INDRAPRASTH (circa 1000 BCE): The legendary Pandavs of the Mahabharat period around 1000 BCE founded the oldest city in Delhi area. It was called Indraprasth. The Pandavs were the five sons of the Raja Pandu – Yudhister, Bhim Dev, Arjun, Nakul and Sahdev. The Mahabharat is one of the two major ancient Sanskrit epics of Hinduism, the other being the Ramayan.

LAL KOT/QILA RAI PITHORA (late tenth to twelfth century CE): Anangpal II is regarded as the founder of the Lal Kot fortified city in the middle of the eleventh century.

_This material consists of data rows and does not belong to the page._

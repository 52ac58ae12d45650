// Copyright 2025 the Understory Authors
// SPDX-License-Identifier: Apache-2.0 OR MIT

//! Core types: pull directions, scroll metrics, gesture flags, and visual updates.
//!
//! ## Overview
//!
//! These types describe what flows in and out of the
//! [`PullToRefresh`](crate::controller::PullToRefresh) controller.
//! Hosts feed [`ScrollMetrics`] in and apply [`VisualUpdate`] values to their
//! presentation layer.

use core::fmt;
use core::time::Duration;

use kurbo::CubicBez;

/// Direction of a pull gesture.
#[derive(Copy, Clone, Debug, Eq, PartialEq, Hash)]
#[cfg_attr(feature = "serde", derive(serde::Serialize, serde::Deserialize))]
pub enum PullDirection {
    /// Pulling content down from the top edge (refresh).
    Down,
    /// Pulling content up from the bottom edge (load more).
    Up,
}

impl PullDirection {
    /// Both directions, pull-down first.
    pub const ALL: [Self; 2] = [Self::Down, Self::Up];

    /// Sign of the displacement that moves in this direction.
    #[inline]
    pub fn sign(self) -> f64 {
        match self {
            Self::Down => 1.0,
            Self::Up => -1.0,
        }
    }

    /// Direction matching the sign of a displacement, if any.
    ///
    /// Zero and NaN have no direction.
    pub fn of(displacement: f64) -> Option<Self> {
        if displacement > 0.0 {
            Some(Self::Down)
        } else if displacement < 0.0 {
            Some(Self::Up)
        } else {
            None
        }
    }
}

/// Snapshot of a container's own scroll position and extents.
///
/// Mirrors the DOM triple `scrollTop`, `scrollHeight`, `clientHeight`.
#[derive(Copy, Clone, Debug, Default, PartialEq)]
pub struct ScrollMetrics {
    /// Current scroll offset from the top of the content.
    pub top: f64,
    /// Total height of the scrollable content.
    pub height: f64,
    /// Height of the visible portion.
    pub client_height: f64,
}

impl ScrollMetrics {
    /// Create a metrics snapshot.
    pub const fn new(top: f64, height: f64, client_height: f64) -> Self {
        Self {
            top,
            height,
            client_height,
        }
    }

    /// True when scrolled to (or past) the top edge.
    #[inline]
    pub fn at_top(&self) -> bool {
        self.top <= 0.0
    }

    /// True when scrolled to (or past) the bottom edge.
    #[inline]
    pub fn at_bottom(&self) -> bool {
        self.top + self.client_height >= self.height
    }

    /// True when the container sits on the boundary a pull in `direction` needs.
    pub fn at_boundary(&self, direction: PullDirection) -> bool {
        match direction {
            PullDirection::Down => self.at_top(),
            PullDirection::Up => self.at_bottom(),
        }
    }
}

bitflags::bitflags! {
    /// Published gesture flags, read by the presentation layer.
    ///
    /// `REFRESHING` and `PULL_UP_REFRESHING` are never both set, and neither
    /// are the two breached flags.
    #[derive(Clone, Copy, Debug, Default, PartialEq, Eq, Hash)]
    pub struct GestureState: u8 {
        /// Pull-down displacement reached the pull-down threshold.
        const PULL_DOWN_BREACHED = 0b0000_0001;
        /// Pull-up displacement reached the pull-up threshold.
        const PULL_UP_BREACHED = 0b0000_0010;
        /// The refresh callback is in flight (or settling).
        const REFRESHING = 0b0000_0100;
        /// The load-more callback is in flight (or settling).
        const PULL_UP_REFRESHING = 0b0000_1000;
    }
}

impl GestureState {
    /// Breached flag for `direction`.
    pub const fn breached_flag(direction: PullDirection) -> Self {
        match direction {
            PullDirection::Down => Self::PULL_DOWN_BREACHED,
            PullDirection::Up => Self::PULL_UP_BREACHED,
        }
    }

    /// Refreshing flag for `direction`.
    pub const fn refreshing_flag(direction: PullDirection) -> Self {
        match direction {
            PullDirection::Down => Self::REFRESHING,
            PullDirection::Up => Self::PULL_UP_REFRESHING,
        }
    }

    /// True if either direction has a callback in flight.
    pub fn any_refreshing(self) -> bool {
        self.intersects(Self::REFRESHING | Self::PULL_UP_REFRESHING)
    }

    /// Content an indicator for `direction` should show in this state.
    pub fn indicator_content(self, direction: PullDirection) -> IndicatorContent {
        if self.contains(Self::refreshing_flag(direction)) {
            IndicatorContent::Refreshing
        } else if self.contains(Self::breached_flag(direction)) {
            IndicatorContent::Release
        } else {
            IndicatorContent::Pull
        }
    }
}

/// Which content an indicator region shows.
#[derive(Copy, Clone, Debug, Eq, PartialEq, Hash)]
pub enum IndicatorContent {
    /// "Pull to refresh": idle or pulling below the threshold.
    Pull,
    /// "Release to refresh": the threshold is breached.
    Release,
    /// "Refreshing": the callback is in flight.
    Refreshing,
}

/// Overflow mode of the container.
#[derive(Copy, Clone, Debug, Eq, PartialEq, Hash)]
pub enum Overflow {
    /// Content may render outside the container (while dragging or refreshing).
    Visible,
    /// Normal scrolling overflow at rest.
    Auto,
}

/// Visibility of an indicator region.
#[derive(Copy, Clone, Debug, Eq, PartialEq, Hash)]
pub enum Visibility {
    /// Shown.
    Visible,
    /// Hidden but still laid out.
    Hidden,
}

/// Transform transition armed while a gesture is active.
#[derive(Clone, Debug, PartialEq)]
#[cfg_attr(feature = "serde", derive(serde::Serialize, serde::Deserialize))]
pub struct Transition {
    /// Transition duration.
    pub duration: Duration,
    /// Timing curve from `(0, 0)` to `(1, 1)`; only the inner control points matter.
    pub easing: CubicBez,
}

impl Default for Transition {
    fn default() -> Self {
        Self {
            duration: Duration::from_millis(200),
            easing: CubicBez::new((0.0, 0.0), (0.0, 0.0), (0.31, 1.0), (1.0, 1.0)),
        }
    }
}

impl fmt::Display for Transition {
    /// Formats as a CSS `transition` value for the `transform` property.
    fn fmt(&self, f: &mut fmt::Formatter<'_>) -> fmt::Result {
        write!(
            f,
            "transform {}s cubic-bezier({},{},{},{})",
            self.duration.as_secs_f64(),
            self.easing.p1.x,
            self.easing.p1.y,
            self.easing.p2.x,
            self.easing.p2.y,
        )
    }
}

/// A single change to apply to the presentation layer.
///
/// Produced by the [controller](crate::controller::PullToRefresh); the host's
/// visual adapter applies them in order.
#[derive(Clone, Debug, PartialEq)]
pub enum VisualUpdate {
    /// Arm (`Some`) or clear (`None`) transform transitions on the container
    /// and indicator regions.
    Transition(Option<Transition>),
    /// Translate the container vertically by this many pixels.
    Translate(f64),
    /// Remove any container transform.
    ResetTransform,
    /// Set the container overflow mode.
    Overflow(Overflow),
    /// Show or hide an indicator region.
    IndicatorVisibility {
        /// Indicator region.
        direction: PullDirection,
        /// New visibility.
        visibility: Visibility,
    },
    /// Swap the content shown by an indicator region.
    IndicatorContent {
        /// Indicator region.
        direction: PullDirection,
        /// New content.
        content: IndicatorContent,
    },
}
//! Glyph registry: every distinct glyph, exactly once
//!
//! Shaping reports glyph occurrences; the registry collapses them to the
//! set of unique `(face, glyph)` pairs and hands back the stable 64-bit
//! identity later stages join on. Interning keeps first-seen order, but
//! everything the cache hash and the packer consume goes through
//! [`GlyphRegistry::sort_for_output`] first: the `(face, glyph)` sort
//! order, not insertion order, is what identical inputs must reproduce
//! bit for bit.

use std::collections::HashMap;

use crate::hash::ContentHash;
use crate::types::{GlyphIndex, GlyphKey, GlyphRef};

#[derive(Debug, Default)]
pub struct GlyphRegistry {
    entries: Vec<GlyphRef>,
    keys: Vec<GlyphKey>,
    index: HashMap<GlyphKey, u32>,
    sorted: bool,
}

impl GlyphRegistry {
    pub fn new() -> Self {
        Self::default()
    }

    /// Record one occurrence of `(face, glyph)` and return its identity.
    ///
    /// Unique-glyph counts stay in the low thousands, so the map index
    /// is plenty; interning must not be called after
    /// [`Self::sort_for_output`].
    pub fn intern(&mut self, face: &str, glyph: GlyphIndex) -> GlyphKey {
        debug_assert!(!self.sorted, "intern after sort_for_output");
        let key = GlyphKey::new(face, glyph);
        if !self.index.contains_key(&key) {
            self.index.insert(key, self.entries.len() as u32);
            self.entries.push(GlyphRef {
                face: face.to_string(),
                glyph,
            });
            self.keys.push(key);
        }
        key
    }

    /// Reorder by `(face name, glyph index)` ascending. Hashing and
    /// packing both require this order.
    pub fn sort_for_output(&mut self) {
        let mut paired: Vec<(GlyphRef, GlyphKey)> = self
            .entries
            .drain(..)
            .zip(self.keys.drain(..))
            .collect();
        paired.sort_by(|(a, _), (b, _)| a.face.cmp(&b.face).then(a.glyph.cmp(&b.glyph)));

        self.index = paired
            .iter()
            .enumerate()
            .map(|(pos, &(_, key))| (key, pos as u32))
            .collect();
        for (entry, key) in paired {
            self.entries.push(entry);
            self.keys.push(key);
        }
        self.sorted = true;
    }

    /// Rolling hash over the sorted identities. This is the second cache
    /// gate: it changes iff the set of used glyphs changes.
    pub fn set_hash(&self) -> u32 {
        debug_assert!(self.sorted, "set_hash before sort_for_output");
        let mut hash = ContentHash::new();
        for key in &self.keys {
            hash.write_u64(key.0);
        }
        hash.finish()
    }

    /// Position of a glyph identity in the current order.
    pub fn position(&self, key: GlyphKey) -> Option<usize> {
        self.index.get(&key).map(|&i| i as usize)
    }

    pub fn entries(&self) -> &[GlyphRef] {
        &self.entries
    }

    pub fn keys(&self) -> &[GlyphKey] {
        &self.keys
    }

    pub fn len(&self) -> usize {
        self.entries.len()
    }

    pub fn is_empty(&self) -> bool {
        self.entries.is_empty()
    }
}

#[cfg(test)]
mod tests {
    use super::*;

    #[test]
    fn repeated_occurrences_intern_once() {
        let mut reg = GlyphRegistry::new();
        let first = reg.intern("SomeFace", 7);
        for _ in 0..10 {
            assert_eq!(reg.intern("SomeFace", 7), first);
        }
        assert_eq!(reg.len(), 1);
    }

    #[test]
    fn same_index_different_face_is_distinct() {
        let mut reg = GlyphRegistry::new();
        reg.intern("A", 7);
        reg.intern("B", 7);
        assert_eq!(reg.len(), 2);
    }

    #[test]
    fn sort_orders_by_face_then_glyph() {
        let mut reg = GlyphRegistry::new();
        reg.intern("B", 2);
        reg.intern("A", 9);
        reg.intern("B", 1);
        reg.intern("A", 3);
        reg.sort_for_output();
        let order: Vec<(String, u32)> = reg
            .entries()
            .iter()
            .map(|e| (e.face.clone(), e.glyph))
            .collect();
        assert_eq!(
            order,
            vec![
                ("A".to_string(), 3),
                ("A".to_string(), 9),
                ("B".to_string(), 1),
                ("B".to_string(), 2),
            ]
        );
    }

    #[test]
    fn positions_follow_the_sort() {
        let mut reg = GlyphRegistry::new();
        let b = reg.intern("B", 1);
        let a = reg.intern("A", 1);
        reg.sort_for_output();
        assert_eq!(reg.position(a), Some(0));
        assert_eq!(reg.position(b), Some(1));
        assert_eq!(reg.position(GlyphKey::new("C", 1)), None);
    }

    #[test]
    fn set_hash_ignores_insertion_order() {
        let mut one = GlyphRegistry::new();
        one.intern("A", 1);
        one.intern("B", 2);
        one.sort_for_output();

        let mut two = GlyphRegistry::new();
        two.intern("B", 2);
        two.intern("A", 1);
        two.sort_for_output();

        assert_eq!(one.set_hash(), two.set_hash());
    }

    #[test]
    fn set_hash_tracks_the_glyph_set() {
        let mut one = GlyphRegistry::new();
        one.intern("A", 1);
        one.sort_for_output();

        let mut two = GlyphRegistry::new();
        two.intern("A", 1);
        two.intern("A", 2);
        two.sort_for_output();

        assert_ne!(one.set_hash(), two.set_hash());
    }
}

King Vigraharaja IV of the Chahaman (Chauhan) dynasty who is also named Vilasadev or Bilasdeo of the Sakambhari (present day Sambhar) conquered Lal Kot in 1163/64. Prithviraj III Chauhan, also known as Rai Pithora, grandson of Vigraharaja IV, ruled over the areas surrounding Lal Kot and up to Ajmer in Rajasthan. He extended the Lal Kot to include the fortification of Qila Rai Pithora. He won the first battle of Taraori against Muizuddin Mohammad bin Sam of Ghur. But Raja Jai Chand of Kannauj betrayed him and invited the Afghan invader to attack India once again. This time he came prepared, defeated and killed Prithviraj Chauhan and left his former slave, Qutbuddin Aibak, to govern the conquered territories. Qutbuddin Aibak established the first Islamic capital in India at Qila Rai Pithora in January 1193. He built the Qutb Minar and Qutb Jami Mosque by destroying 27 Hindu and Jain temples. Many elements of the destroyed temples were used in the Islamic constructions in this area. The mosque is 141.7 feet x 108.27 feet in area. The Qutb Minar is about 230 feet high with a spiral staircase that has 379 steps. The diameter at the base is 49.25 feet but reduces gradually to only 8.25 feet at the top. It was planned to be the highest minaret in the Islamic world. Qutbuddin Aibak died in 1210 without completing the minaret. Later Islamic rulers completed, renovated and repaired it. The Iron Pillar in the center of the mosque’s courtyard was originally a flagpole from a Hindu temple built by Chandragupta II (375 to 413 CE). It probably had a Garuda (mythical bird associated with Lord Vishnu) on top that is now missing. This pillar is from its bottom under the ground to its top 23.62 feet in length of which 3.05 feet is underground. The pillar is made out of almost pure malleable iron with high phosphorus and low carbon, sulfur and manganese content so that it has not rusted since hundreds of years. This shows that the metallurgical knowledge in Gupta dynasty period was highly developed.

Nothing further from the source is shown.